本研究试图证实,在给予抗EGFR抗体panitumumab治疗的28名患者的循环血中是否可检测到突变型KRAS的DNA。结果发现,在24名治疗前KRAS为野生型的患者中有9名(38%)患者的血清检测出突变型KRAS。其中3名的突变为多位点的不同突变。这些突变的出现是持续性的,常在治疗后5到6个月出现。数学模型提示,这些突变出现在panitumumab治疗起始前扩大的亚克隆群落中。

这些发现提示,KRAS的突变是获得性EGFR阻滞治疗抵抗的媒介;而且,这些突变可以用非侵入的方法检测到。这解释了为什么实体瘤可以高度可重复的方式发生对靶向性治疗的抵抗。(生物谷bioon.com)

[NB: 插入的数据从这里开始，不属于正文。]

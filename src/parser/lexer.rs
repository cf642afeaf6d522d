//! Tokenizer for telemetry lines.
//!
//! The lexer never fails: characters it does not recognize become [`TokenKind::Other`]
//! tokens so that log prefixes with arbitrary content can still be skipped by the parser.

/// Kind of a lexical token.
#[derive(Debug, Clone, Copy, PartialEq, Eq)]
pub enum TokenKind {
    /// ASCII identifier: letter or `_`, then letters, digits or `_`
    Ident,
    /// Decimal number with optional sign, fraction and exponent
    Number,
    /// `(`
    LParen,
    /// `)`
    RParen,
    /// `,`
    Comma,
    /// `:`
    Colon,
    /// `->`
    Arrow,
    /// Any other single character
    Other,
}

/// A token together with the slice of input it was read from.
#[derive(Debug, Clone, Copy, PartialEq, Eq)]
pub struct Token<'a> {
    /// Token kind
    pub kind: TokenKind,
    /// Source text
    pub text: &'a str,
    /// Byte offset of the token in the line
    pub offset: usize,
}

impl<'a> Token<'a> {
    /// True for an identifier spelled exactly `word`.
    pub fn is_ident(&self, word: &str) -> bool {
        self.kind == TokenKind::Ident && self.text == word
    }

    /// True for an unsigned run of decimal digits.
    pub fn is_unsigned_integer(&self) -> bool {
        self.kind == TokenKind::Number && self.text.bytes().all(|b| b.is_ascii_digit())
    }
}

/// Splits `line` into tokens, skipping whitespace.
pub fn tokenize(line: &str) -> Vec<Token<'_>> {
    let bytes = line.as_bytes();
    let mut tokens = Vec::new();
    let mut pos = 0;

    while pos < bytes.len() {
        let b = bytes[pos];
        if b.is_ascii_whitespace() {
            pos += 1;
            continue;
        }

        let start = pos;
        let kind = match b {
            b'(' => {
                pos += 1;
                TokenKind::LParen
            }
            b')' => {
                pos += 1;
                TokenKind::RParen
            }
            b',' => {
                pos += 1;
                TokenKind::Comma
            }
            b':' => {
                pos += 1;
                TokenKind::Colon
            }
            b'-' if bytes.get(pos + 1) == Some(&b'>') => {
                pos += 2;
                TokenKind::Arrow
            }
            b'+' | b'-' | b'.' | b'0'..=b'9' => match scan_number(bytes, pos) {
                Some(end) => {
                    pos = end;
                    TokenKind::Number
                }
                None => {
                    pos += 1;
                    TokenKind::Other
                }
            },
            b if b.is_ascii_alphabetic() || b == b'_' => {
                pos += 1;
                while pos < bytes.len() && (bytes[pos].is_ascii_alphanumeric() || bytes[pos] == b'_') {
                    pos += 1;
                }
                TokenKind::Ident
            }
            _ => {
                // step over a whole UTF-8 scalar so slices stay on char boundaries
                let width = line[pos..].chars().next().map_or(1, char::len_utf8);
                pos += width;
                TokenKind::Other
            }
        };

        tokens.push(Token {
            kind,
            text: &line[start..pos],
            offset: start,
        });
    }

    tokens
}

/// Returns the end offset of a number starting at `start`, if one starts there.
fn scan_number(bytes: &[u8], start: usize) -> Option<usize> {
    let mut pos = start;
    if matches!(bytes.get(pos), Some(b'+' | b'-')) {
        pos += 1;
    }

    let int_start = pos;
    while bytes.get(pos).is_some_and(u8::is_ascii_digit) {
        pos += 1;
    }
    let mut digits = pos - int_start;

    if bytes.get(pos) == Some(&b'.') {
        let frac_start = pos + 1;
        let mut frac_end = frac_start;
        while bytes.get(frac_end).is_some_and(u8::is_ascii_digit) {
            frac_end += 1;
        }
        let frac_digits = frac_end - frac_start;
        if digits > 0 || frac_digits > 0 {
            pos = frac_end;
            digits += frac_digits;
        }
    }

    if digits == 0 {
        return None;
    }

    if matches!(bytes.get(pos), Some(b'e' | b'E')) {
        let mut exp = pos + 1;
        if matches!(bytes.get(exp), Some(b'+' | b'-')) {
            exp += 1;
        }
        let exp_digits_start = exp;
        while bytes.get(exp).is_some_and(u8::is_ascii_digit) {
            exp += 1;
        }
        if exp > exp_digits_start {
            pos = exp;
        }
    }

    Some(pos)
}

The molecular evolution of acquired resistance to targeted EGFR blockade in colorectal cancers

Luis A. Diaz Jr,1, 2 Richard T. Williams,3 Jian Wu,1, 4 Isaac Kinde,1 J. Randolph Hecht,5 Jordan Berlin,6 Benjamin Allen,7 Ivana Bozic,7 Johannes G. Reiter,7, 8 Martin A. Nowak,7 Kenneth W. Kinzler,1 Kelly S. Oliner3 & Bert Vogelstein1

Colorectal tumours that are wild type for KRAS are often sensitive to EGFR blockade, but almost always develop resistance within several months of initiating therapy1, 2. The mechanisms underlying this acquired resistance to anti-EGFR antibodies are largely unknown. This situation is in marked contrast to that of small-molecule targeted agents, such as inhibitors of ABL, EGFR, BRAF and MEK, in which mutations in the genes encoding the protein targets render the tumours resistant to the effects of the drugs3, 4, 5, 6. The simplest hypothesis to account for the development of resistance to EGFR blockade is that rare cells with KRAS mutations pre-exist at low levels in tumours with ostensibly wild-type KRAS genes. Although this hypothesis would seem readily testable, there is no evidence in pre-clinical models to support it, nor is there data from patients. To test this hypothesis, we determined whether mutant KRAS DNA could be detected in the circulation of 28 patients receiving monotherapy with panitumumab, a therapeutic anti-EGFR antibody. We found that 9 out of 24 (38%) patients whose tumours were initially KRAS wild type developed detectable mutations in KRAS in their sera, three of which developed multiple different KRAS mutations. The appearance of these mutations was very consistent, generally occurring between 5 and 6?months following treatment. Mathematical modelling indicated that the mutations were present in expanded subclones before the initiation of panitumumab treatment. These results suggest that the emergence of KRAS mutations is a mediator of acquired resistance to EGFR blockade and that these mutations can be detected in a non-invasive manner. They explain why solid tumours develop resistance to targeted therapies in a highly reproducible fashion.

(责任编辑:songbo)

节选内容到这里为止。